Instructions to follow | Locate the word "FEFF" in the entries below, then gather every line that holds it.

Collected data entries |
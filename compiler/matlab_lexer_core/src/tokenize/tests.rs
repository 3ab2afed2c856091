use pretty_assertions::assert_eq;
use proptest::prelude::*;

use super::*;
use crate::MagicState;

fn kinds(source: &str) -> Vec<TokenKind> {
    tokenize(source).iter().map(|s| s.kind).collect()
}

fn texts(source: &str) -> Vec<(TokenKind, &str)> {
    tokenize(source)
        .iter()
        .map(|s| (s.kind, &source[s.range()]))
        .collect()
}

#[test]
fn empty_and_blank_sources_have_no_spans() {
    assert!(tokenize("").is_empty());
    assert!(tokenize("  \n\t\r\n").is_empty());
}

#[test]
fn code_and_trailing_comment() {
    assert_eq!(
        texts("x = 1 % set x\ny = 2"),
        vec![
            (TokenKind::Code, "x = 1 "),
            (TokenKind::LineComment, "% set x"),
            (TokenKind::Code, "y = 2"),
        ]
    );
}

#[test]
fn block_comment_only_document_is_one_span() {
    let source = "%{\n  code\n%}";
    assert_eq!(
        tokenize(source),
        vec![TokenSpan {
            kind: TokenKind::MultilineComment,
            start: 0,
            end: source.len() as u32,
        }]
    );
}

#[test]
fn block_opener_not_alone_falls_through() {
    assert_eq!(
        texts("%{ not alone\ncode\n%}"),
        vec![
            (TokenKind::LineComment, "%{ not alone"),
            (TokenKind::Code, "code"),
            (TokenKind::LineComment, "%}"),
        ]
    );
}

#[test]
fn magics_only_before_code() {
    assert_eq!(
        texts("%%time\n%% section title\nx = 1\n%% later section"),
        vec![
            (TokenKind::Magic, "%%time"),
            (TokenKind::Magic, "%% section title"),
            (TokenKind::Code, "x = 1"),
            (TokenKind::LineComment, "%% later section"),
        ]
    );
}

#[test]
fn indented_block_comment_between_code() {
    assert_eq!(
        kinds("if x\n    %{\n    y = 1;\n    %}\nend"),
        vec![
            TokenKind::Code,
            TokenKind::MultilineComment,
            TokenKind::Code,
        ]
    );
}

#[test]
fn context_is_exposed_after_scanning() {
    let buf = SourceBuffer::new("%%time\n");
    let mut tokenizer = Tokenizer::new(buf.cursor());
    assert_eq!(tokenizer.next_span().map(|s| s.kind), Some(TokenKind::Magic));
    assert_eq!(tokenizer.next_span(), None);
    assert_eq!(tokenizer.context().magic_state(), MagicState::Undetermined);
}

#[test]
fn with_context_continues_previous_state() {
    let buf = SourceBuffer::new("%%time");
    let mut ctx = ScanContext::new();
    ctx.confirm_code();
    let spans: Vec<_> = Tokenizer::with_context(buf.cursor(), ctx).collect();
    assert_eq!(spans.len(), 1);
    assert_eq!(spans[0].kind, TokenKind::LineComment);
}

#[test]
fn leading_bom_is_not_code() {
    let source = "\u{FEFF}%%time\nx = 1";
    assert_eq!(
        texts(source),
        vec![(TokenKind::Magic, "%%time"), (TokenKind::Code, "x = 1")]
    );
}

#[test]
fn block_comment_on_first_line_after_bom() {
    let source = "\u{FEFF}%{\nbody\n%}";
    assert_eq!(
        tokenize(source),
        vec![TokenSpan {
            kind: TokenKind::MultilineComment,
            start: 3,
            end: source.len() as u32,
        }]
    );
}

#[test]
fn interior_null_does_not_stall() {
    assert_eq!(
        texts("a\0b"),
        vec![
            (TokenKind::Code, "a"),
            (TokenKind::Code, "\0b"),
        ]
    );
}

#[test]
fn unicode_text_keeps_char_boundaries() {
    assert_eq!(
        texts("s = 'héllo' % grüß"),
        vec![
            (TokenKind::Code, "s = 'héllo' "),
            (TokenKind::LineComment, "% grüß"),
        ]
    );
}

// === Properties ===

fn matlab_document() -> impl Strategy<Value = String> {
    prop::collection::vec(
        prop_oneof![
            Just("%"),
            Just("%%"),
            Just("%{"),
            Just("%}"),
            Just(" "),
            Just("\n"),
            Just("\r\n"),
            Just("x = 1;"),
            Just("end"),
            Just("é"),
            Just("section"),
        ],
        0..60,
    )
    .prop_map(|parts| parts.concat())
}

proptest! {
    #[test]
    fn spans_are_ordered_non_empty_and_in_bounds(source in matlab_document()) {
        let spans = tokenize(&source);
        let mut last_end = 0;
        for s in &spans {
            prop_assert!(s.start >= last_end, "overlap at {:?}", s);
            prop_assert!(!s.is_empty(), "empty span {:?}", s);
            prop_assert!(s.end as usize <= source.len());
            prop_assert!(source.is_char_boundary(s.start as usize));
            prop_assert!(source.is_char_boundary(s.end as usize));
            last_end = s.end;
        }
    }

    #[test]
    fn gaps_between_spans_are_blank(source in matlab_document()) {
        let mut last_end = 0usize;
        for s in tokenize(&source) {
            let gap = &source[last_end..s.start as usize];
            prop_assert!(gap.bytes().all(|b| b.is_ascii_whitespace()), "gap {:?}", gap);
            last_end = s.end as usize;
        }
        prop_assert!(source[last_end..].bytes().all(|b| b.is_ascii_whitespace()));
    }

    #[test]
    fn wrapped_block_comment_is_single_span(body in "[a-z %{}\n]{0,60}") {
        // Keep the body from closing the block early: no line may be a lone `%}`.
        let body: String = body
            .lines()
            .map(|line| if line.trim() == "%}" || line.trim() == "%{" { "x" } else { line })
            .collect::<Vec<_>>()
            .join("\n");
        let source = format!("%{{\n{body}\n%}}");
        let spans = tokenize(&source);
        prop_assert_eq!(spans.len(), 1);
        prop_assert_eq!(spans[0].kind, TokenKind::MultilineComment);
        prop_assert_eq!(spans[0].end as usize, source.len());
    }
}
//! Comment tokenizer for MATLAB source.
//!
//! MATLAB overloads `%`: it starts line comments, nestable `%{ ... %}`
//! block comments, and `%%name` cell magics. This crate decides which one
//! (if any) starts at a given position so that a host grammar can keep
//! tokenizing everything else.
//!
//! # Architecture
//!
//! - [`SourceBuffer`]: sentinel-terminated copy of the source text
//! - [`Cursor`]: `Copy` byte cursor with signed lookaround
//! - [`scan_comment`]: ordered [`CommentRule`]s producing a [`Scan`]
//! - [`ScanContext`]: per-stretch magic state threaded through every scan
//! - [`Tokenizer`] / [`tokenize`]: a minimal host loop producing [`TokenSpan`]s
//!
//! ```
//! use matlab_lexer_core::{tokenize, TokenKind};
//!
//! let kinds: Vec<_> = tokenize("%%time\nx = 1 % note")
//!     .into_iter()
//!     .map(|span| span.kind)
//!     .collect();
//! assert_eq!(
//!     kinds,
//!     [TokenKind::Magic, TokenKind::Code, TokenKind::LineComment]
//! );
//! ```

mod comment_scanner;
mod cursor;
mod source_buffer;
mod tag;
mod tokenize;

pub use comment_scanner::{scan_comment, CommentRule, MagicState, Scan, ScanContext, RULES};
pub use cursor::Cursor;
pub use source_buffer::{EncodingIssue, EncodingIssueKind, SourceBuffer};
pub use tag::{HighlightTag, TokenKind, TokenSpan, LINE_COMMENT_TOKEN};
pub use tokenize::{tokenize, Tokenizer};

Answer section |
    let source = "\u{FEFF}%%time\nx = 1";
    let source = "\u{FEFF}%{\nbody\n%}";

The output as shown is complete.